> [Information]:
◇ ◇ ◇ ◇ ◇

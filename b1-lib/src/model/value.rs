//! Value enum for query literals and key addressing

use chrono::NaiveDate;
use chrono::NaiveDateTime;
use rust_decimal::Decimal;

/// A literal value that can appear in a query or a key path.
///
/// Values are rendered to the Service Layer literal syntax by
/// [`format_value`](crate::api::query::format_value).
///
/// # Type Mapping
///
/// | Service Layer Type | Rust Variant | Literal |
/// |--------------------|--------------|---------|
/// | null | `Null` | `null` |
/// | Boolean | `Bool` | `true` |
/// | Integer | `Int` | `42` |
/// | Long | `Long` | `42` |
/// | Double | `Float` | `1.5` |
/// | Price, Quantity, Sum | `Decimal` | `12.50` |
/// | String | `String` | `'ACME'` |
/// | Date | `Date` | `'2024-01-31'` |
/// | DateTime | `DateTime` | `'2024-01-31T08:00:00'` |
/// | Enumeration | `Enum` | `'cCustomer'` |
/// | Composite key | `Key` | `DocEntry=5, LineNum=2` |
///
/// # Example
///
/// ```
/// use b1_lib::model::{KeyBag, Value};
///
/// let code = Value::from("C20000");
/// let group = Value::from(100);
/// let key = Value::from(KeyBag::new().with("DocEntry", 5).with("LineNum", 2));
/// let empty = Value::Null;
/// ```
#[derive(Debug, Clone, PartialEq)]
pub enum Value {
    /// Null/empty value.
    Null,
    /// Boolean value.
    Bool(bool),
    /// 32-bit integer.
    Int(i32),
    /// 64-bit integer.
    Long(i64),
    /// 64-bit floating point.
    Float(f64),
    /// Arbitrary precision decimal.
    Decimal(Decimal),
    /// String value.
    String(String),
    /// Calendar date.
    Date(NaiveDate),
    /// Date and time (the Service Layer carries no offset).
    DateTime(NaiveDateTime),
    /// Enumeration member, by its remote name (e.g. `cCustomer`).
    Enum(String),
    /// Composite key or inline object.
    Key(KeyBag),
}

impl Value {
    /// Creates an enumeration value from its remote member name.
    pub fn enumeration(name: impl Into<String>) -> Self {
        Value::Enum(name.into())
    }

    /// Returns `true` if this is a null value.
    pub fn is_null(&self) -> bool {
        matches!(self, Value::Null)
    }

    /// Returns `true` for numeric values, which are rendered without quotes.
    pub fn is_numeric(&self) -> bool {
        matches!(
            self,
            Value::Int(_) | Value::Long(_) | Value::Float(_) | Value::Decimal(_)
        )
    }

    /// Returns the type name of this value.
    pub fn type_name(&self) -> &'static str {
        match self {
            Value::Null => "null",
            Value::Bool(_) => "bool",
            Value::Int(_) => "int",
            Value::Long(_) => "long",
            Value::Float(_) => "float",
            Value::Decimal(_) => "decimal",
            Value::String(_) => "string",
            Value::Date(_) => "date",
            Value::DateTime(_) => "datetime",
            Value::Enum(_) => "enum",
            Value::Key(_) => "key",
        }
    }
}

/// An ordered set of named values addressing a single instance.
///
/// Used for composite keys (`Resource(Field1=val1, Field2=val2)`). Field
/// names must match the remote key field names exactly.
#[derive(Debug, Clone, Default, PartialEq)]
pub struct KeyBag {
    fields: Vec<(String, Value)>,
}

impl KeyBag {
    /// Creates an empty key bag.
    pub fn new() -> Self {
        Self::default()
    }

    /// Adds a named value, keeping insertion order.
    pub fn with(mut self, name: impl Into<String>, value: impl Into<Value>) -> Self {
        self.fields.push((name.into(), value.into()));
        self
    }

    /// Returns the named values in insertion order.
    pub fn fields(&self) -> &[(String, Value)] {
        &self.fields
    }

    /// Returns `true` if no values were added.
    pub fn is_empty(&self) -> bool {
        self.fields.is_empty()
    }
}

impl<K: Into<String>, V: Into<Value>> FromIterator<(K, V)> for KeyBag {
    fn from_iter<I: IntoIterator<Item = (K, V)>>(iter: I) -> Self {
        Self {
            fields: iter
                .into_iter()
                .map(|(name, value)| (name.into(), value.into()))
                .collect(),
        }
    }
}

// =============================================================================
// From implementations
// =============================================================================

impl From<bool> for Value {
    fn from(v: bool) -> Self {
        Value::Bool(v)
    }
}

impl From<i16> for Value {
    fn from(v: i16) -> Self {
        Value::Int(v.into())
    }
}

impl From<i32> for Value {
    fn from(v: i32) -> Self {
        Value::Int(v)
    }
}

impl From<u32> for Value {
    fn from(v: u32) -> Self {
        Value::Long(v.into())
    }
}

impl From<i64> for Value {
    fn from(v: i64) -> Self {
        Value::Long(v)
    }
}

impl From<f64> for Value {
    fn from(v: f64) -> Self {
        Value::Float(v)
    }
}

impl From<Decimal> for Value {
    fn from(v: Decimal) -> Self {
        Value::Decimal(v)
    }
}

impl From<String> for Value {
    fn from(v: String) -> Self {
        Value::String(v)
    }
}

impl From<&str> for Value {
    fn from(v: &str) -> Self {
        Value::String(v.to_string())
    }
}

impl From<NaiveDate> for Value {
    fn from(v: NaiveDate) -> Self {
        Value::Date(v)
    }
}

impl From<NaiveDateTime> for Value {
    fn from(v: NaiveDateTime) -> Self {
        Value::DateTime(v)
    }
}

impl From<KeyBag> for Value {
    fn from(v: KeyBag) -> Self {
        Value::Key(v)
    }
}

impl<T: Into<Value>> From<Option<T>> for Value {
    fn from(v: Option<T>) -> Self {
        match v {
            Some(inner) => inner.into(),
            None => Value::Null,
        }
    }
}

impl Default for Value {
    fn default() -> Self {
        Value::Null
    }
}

◇ ◇ ◇ ◇ ◇

> [Requirement]: Copy all lines of the records that have the string "addressing" in them.

> [Response]:
//! Value enum for query literals and key addressing
/// An ordered set of named values addressing a single instance.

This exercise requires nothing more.